Which lines below fall between the one containing "pub fn DeviceObject(attr: TokenStream, item: TokenStream)" and the one containing "states are unions."? Repeat them exactly, counting both of those lines, and add nothing else.

+++++

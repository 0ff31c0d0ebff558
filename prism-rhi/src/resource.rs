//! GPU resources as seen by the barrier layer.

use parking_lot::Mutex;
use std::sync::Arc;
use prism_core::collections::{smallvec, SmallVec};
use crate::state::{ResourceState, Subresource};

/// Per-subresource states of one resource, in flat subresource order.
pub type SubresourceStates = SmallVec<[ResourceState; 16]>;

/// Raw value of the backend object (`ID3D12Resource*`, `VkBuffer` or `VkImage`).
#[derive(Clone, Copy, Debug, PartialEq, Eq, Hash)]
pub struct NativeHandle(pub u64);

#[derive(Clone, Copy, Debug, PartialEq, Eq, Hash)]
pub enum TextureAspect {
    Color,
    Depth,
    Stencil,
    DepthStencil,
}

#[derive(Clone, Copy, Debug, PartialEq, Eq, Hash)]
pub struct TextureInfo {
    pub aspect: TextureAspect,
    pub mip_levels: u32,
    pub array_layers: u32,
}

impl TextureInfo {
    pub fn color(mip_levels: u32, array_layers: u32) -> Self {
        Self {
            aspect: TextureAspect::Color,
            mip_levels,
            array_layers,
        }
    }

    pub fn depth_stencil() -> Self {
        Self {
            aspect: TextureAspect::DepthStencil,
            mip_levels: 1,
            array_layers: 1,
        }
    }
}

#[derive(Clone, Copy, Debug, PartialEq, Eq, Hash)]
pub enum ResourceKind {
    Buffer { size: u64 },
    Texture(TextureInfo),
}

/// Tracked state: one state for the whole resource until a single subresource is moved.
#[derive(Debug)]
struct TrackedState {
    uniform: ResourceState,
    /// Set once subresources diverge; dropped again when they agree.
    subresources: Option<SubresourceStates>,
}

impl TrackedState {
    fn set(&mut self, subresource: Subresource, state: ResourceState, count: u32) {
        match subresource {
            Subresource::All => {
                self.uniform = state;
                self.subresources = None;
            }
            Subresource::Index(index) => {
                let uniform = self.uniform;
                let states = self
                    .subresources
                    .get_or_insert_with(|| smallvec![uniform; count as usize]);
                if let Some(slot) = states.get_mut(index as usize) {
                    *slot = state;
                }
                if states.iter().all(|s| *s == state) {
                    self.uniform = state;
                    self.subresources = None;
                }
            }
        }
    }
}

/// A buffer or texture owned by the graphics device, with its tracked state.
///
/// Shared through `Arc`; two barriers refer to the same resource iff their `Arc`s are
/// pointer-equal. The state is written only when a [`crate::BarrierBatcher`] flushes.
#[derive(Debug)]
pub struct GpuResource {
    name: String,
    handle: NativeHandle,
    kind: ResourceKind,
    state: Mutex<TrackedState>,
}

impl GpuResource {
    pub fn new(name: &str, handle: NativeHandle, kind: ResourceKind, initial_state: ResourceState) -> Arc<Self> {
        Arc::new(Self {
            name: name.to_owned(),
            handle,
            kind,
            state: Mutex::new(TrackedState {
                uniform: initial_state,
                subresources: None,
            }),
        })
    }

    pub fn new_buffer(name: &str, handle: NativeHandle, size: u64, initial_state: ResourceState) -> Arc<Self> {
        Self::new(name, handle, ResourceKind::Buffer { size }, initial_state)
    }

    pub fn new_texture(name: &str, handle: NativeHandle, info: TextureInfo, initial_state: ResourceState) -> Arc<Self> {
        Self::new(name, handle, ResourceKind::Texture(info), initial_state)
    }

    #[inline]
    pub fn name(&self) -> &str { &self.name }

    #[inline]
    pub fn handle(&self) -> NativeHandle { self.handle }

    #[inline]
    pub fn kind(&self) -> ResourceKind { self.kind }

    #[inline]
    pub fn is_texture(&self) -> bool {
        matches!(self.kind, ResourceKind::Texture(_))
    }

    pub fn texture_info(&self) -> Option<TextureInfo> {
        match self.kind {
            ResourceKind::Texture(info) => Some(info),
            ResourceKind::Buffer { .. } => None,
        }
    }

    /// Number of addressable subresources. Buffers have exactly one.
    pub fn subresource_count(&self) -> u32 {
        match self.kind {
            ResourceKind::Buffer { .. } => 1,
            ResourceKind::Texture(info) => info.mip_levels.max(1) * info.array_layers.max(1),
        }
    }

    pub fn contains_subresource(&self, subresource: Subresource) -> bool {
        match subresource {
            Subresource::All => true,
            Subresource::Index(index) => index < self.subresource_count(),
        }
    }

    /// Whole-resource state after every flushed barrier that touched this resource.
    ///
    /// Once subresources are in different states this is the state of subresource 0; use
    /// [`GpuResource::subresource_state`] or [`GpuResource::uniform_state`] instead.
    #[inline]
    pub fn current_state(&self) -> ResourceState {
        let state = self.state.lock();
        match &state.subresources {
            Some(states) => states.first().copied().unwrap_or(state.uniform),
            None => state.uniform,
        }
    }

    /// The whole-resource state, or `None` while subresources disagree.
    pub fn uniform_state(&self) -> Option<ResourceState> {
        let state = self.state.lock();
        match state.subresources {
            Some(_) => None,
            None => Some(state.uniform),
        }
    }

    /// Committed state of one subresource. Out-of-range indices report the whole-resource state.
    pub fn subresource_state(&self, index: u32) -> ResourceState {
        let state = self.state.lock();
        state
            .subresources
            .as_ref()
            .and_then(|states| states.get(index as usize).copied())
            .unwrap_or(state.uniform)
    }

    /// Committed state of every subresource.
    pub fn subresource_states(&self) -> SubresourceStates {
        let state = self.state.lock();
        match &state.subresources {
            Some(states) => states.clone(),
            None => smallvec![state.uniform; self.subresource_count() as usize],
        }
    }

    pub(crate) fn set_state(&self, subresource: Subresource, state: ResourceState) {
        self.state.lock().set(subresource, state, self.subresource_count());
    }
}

+++++

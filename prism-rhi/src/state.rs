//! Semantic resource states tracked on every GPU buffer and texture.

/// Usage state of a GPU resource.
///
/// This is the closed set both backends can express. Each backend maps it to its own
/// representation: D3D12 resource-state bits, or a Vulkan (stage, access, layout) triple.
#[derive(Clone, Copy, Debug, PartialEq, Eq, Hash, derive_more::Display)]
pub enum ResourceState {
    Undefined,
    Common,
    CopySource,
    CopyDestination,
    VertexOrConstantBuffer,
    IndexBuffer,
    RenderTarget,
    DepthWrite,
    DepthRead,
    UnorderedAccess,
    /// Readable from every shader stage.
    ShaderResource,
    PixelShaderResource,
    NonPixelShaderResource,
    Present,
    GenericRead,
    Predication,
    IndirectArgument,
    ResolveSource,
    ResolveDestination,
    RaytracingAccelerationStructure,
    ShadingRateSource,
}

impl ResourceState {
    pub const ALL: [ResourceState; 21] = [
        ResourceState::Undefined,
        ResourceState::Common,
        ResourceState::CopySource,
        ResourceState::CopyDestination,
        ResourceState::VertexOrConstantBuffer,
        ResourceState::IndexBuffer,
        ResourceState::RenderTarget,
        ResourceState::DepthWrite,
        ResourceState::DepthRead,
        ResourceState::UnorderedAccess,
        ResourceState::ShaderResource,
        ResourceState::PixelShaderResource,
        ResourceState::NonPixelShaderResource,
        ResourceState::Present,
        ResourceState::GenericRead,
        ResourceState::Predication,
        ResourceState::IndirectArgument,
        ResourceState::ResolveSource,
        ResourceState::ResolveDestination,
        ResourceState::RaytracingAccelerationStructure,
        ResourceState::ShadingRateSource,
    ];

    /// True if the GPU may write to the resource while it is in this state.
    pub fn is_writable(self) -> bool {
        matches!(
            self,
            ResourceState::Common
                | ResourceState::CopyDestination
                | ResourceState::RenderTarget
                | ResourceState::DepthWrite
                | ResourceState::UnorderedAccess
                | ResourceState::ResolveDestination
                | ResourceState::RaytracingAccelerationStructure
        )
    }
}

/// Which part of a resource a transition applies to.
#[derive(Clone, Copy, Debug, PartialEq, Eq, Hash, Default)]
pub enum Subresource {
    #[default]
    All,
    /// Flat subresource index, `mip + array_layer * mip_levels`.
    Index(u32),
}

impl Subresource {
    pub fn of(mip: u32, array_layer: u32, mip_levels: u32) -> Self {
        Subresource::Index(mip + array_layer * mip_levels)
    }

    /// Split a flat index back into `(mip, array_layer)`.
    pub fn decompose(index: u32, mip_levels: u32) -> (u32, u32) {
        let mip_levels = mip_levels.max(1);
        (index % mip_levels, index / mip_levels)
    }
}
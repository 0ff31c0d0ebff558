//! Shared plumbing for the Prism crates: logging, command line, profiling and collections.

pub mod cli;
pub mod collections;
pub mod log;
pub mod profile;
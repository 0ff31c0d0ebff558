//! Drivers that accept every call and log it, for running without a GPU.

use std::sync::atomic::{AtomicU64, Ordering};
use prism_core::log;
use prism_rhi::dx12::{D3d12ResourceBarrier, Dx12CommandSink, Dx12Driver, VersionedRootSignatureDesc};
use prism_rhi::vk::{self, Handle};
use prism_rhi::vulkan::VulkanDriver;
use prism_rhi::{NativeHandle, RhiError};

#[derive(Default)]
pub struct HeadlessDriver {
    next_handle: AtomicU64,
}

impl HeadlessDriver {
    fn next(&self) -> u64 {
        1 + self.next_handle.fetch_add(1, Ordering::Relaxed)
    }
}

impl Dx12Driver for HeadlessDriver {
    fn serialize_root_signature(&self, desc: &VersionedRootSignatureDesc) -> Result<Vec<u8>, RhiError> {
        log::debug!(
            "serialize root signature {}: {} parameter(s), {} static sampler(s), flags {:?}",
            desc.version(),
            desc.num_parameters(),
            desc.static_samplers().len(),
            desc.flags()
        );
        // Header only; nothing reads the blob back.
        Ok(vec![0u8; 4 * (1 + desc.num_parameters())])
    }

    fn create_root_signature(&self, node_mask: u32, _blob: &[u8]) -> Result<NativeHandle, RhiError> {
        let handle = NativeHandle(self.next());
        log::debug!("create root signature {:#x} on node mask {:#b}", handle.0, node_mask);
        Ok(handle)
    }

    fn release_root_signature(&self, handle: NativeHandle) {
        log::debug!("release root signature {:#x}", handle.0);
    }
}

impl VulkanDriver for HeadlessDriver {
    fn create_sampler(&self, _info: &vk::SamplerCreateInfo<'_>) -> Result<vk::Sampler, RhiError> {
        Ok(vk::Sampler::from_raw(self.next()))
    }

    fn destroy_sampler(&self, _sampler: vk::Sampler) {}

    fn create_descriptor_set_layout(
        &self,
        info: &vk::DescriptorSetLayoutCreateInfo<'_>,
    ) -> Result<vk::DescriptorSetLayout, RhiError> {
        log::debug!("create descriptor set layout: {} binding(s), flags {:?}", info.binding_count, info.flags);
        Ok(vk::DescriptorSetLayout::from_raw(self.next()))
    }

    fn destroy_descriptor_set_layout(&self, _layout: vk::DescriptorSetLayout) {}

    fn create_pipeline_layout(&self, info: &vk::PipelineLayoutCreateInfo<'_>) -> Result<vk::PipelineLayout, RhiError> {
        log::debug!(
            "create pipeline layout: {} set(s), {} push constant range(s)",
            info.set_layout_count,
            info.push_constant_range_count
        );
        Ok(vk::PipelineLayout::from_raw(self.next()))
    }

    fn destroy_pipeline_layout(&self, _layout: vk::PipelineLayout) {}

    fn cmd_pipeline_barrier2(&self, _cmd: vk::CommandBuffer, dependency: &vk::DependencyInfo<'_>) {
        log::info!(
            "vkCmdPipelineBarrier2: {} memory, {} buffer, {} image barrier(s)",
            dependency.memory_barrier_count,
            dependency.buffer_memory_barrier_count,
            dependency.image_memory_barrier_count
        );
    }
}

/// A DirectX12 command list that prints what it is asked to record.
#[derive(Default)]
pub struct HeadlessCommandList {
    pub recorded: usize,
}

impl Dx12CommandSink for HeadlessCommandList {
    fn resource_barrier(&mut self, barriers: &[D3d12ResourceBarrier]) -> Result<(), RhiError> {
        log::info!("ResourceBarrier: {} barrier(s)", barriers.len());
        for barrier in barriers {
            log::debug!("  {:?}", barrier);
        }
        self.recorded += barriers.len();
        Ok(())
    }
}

+++++

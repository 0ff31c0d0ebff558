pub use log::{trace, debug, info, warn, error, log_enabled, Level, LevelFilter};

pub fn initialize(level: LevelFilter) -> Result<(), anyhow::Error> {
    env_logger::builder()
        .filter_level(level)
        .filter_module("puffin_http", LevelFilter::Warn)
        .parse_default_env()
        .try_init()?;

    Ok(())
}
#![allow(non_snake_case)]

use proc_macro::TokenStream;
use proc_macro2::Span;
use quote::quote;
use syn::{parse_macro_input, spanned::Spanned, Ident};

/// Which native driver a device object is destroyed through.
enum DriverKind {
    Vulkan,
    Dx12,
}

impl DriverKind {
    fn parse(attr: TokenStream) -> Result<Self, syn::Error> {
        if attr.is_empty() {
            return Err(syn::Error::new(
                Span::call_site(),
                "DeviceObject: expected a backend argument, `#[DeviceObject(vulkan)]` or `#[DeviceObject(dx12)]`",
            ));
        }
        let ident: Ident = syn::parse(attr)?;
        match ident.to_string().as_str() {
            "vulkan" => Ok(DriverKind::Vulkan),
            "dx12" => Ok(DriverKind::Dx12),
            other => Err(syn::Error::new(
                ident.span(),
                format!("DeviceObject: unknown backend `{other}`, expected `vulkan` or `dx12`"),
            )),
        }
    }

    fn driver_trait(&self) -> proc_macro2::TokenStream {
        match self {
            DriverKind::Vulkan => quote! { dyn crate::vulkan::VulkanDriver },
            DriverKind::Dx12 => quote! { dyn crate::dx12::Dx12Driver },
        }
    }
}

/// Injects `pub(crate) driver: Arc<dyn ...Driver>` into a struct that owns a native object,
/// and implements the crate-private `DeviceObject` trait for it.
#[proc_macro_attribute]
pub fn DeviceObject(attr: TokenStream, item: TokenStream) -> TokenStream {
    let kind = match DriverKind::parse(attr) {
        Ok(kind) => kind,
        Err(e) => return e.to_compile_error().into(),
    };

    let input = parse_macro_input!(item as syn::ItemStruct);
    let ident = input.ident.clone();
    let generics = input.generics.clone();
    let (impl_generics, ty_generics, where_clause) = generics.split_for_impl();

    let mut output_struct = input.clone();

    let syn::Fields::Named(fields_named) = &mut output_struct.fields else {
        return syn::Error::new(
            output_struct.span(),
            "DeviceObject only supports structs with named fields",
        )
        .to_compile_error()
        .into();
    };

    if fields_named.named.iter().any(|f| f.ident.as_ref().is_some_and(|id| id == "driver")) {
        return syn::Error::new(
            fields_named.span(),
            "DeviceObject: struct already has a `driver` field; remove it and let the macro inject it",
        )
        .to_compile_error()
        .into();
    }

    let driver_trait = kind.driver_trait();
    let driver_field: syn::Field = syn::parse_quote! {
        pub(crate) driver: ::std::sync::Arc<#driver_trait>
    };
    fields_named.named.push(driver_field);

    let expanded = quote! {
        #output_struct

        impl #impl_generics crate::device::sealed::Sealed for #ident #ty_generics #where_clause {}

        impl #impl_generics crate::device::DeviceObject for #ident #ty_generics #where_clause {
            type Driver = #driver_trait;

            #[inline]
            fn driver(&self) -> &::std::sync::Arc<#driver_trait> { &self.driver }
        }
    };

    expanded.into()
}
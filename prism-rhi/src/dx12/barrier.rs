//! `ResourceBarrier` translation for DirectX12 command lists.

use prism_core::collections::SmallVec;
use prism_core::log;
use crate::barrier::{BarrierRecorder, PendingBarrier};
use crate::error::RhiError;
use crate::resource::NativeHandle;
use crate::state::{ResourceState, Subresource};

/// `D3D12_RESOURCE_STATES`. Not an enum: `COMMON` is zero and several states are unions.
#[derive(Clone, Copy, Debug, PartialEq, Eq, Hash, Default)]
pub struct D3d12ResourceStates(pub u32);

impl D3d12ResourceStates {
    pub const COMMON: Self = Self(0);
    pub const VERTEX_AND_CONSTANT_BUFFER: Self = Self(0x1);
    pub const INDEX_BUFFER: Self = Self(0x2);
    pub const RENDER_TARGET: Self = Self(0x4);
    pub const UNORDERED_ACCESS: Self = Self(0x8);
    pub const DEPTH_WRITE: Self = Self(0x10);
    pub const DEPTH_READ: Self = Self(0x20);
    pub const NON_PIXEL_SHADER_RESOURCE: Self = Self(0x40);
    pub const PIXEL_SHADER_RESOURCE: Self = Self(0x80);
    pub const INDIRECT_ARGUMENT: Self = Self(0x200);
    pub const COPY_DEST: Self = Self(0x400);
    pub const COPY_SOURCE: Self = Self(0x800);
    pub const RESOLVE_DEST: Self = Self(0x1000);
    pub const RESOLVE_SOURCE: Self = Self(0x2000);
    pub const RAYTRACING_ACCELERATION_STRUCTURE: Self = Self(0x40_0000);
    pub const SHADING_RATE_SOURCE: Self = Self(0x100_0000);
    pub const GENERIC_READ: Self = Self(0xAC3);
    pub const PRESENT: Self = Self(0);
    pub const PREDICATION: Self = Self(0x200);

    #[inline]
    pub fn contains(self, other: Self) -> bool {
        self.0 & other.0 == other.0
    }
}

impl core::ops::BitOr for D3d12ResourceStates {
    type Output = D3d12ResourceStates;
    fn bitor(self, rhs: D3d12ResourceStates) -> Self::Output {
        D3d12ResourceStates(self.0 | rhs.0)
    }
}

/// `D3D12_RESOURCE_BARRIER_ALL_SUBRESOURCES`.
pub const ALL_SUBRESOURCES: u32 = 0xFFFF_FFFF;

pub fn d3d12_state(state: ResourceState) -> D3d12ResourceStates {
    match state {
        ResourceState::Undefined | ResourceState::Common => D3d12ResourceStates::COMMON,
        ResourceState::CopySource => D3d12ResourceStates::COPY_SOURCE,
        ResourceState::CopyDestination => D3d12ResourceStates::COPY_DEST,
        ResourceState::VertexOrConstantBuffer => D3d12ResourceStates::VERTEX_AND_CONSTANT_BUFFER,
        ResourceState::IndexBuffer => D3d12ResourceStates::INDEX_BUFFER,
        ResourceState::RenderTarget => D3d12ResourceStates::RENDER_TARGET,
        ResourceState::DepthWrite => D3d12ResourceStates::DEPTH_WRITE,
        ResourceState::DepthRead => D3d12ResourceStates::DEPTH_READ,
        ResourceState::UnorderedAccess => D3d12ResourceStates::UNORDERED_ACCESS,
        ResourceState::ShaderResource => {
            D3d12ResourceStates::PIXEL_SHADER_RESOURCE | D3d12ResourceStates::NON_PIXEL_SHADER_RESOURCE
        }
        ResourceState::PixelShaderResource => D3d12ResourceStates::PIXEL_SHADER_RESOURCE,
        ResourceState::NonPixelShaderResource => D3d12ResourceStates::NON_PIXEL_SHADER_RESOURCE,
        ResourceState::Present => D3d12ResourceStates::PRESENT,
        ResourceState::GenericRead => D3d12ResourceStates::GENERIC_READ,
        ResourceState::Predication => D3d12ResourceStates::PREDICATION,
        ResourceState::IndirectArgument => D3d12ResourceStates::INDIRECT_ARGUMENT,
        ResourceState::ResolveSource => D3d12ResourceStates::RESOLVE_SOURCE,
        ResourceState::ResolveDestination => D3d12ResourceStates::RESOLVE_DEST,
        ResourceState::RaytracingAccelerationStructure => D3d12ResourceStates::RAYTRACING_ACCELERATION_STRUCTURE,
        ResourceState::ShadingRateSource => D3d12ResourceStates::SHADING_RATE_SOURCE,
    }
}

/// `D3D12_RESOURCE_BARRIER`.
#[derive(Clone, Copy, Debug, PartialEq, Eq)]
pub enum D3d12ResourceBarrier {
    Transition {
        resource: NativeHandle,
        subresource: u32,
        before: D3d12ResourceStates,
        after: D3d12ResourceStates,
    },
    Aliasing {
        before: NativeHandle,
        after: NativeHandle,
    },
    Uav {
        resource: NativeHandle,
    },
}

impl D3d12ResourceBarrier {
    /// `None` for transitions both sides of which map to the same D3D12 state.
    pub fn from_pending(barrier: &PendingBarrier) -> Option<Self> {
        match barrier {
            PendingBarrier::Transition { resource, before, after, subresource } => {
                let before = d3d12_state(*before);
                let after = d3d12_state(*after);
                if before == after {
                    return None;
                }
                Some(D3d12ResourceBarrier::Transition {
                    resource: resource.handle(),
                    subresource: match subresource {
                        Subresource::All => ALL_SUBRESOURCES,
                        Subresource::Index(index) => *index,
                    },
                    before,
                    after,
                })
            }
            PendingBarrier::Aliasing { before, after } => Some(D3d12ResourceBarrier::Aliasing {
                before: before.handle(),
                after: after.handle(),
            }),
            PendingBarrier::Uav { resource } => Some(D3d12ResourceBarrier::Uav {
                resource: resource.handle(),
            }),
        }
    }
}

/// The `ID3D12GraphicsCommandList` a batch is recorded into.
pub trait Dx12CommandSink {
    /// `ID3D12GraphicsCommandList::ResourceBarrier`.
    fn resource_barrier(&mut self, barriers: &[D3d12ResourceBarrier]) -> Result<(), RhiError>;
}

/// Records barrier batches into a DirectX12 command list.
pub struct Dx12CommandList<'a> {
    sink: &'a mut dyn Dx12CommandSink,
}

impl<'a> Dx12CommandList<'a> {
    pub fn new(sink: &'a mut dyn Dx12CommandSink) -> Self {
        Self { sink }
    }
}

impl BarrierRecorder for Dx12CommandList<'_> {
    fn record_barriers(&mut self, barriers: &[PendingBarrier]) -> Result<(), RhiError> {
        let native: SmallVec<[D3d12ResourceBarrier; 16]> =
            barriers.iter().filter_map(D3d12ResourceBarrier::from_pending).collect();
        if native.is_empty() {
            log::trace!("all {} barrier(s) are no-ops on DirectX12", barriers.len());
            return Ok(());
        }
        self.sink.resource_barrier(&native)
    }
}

+++++

- _Result of the task_:
pub fn DeviceObject(attr: TokenStream, item: TokenStream) -> TokenStream {
    let kind = match DriverKind::parse(attr) {
        Ok(kind) => kind,
        Err(e) => return e.to_compile_error().into(),
    };

    let input = parse_macro_input!(item as syn::ItemStruct);
    let ident = input.ident.clone();
    let generics = input.generics.clone();
    let (impl_generics, ty_generics, where_clause) = generics.split_for_impl();

    let mut output_struct = input.clone();

    let syn::Fields::Named(fields_named) = &mut output_struct.fields else {
        return syn::Error::new(
            output_struct.span(),
            "DeviceObject only supports structs with named fields",
        )
        .to_compile_error()
        .into();
    };

    if fields_named.named.iter().any(|f| f.ident.as_ref().is_some_and(|id| id == "driver")) {
        return syn::Error::new(
            fields_named.span(),
            "DeviceObject: struct already has a `driver` field; remove it and let the macro inject it",
        )
        .to_compile_error()
        .into();
    }

    let driver_trait = kind.driver_trait();
    let driver_field: syn::Field = syn::parse_quote! {
        pub(crate) driver: ::std::sync::Arc<#driver_trait>
    };
    fields_named.named.push(driver_field);

    let expanded = quote! {
        #output_struct

        impl #impl_generics crate::device::sealed::Sealed for #ident #ty_generics #where_clause {}

        impl #impl_generics crate::device::DeviceObject for #ident #ty_generics #where_clause {
            type Driver = #driver_trait;

            #[inline]
            fn driver(&self) -> &::std::sync::Arc<#driver_trait> { &self.driver }
        }
    };

    expanded.into()
}
filename prism-rhi/src/dx12/barrier.rs
//! `ResourceBarrier` translation for DirectX12 command lists.

use prism_core::collections::SmallVec;
use prism_core::log;
use crate::barrier::{BarrierRecorder, PendingBarrier};
use crate::error::RhiError;
use crate::resource::NativeHandle;
use crate::state::{ResourceState, Subresource};

/// `D3D12_RESOURCE_STATES`. Not an enum: `COMMON` is zero and several states are unions.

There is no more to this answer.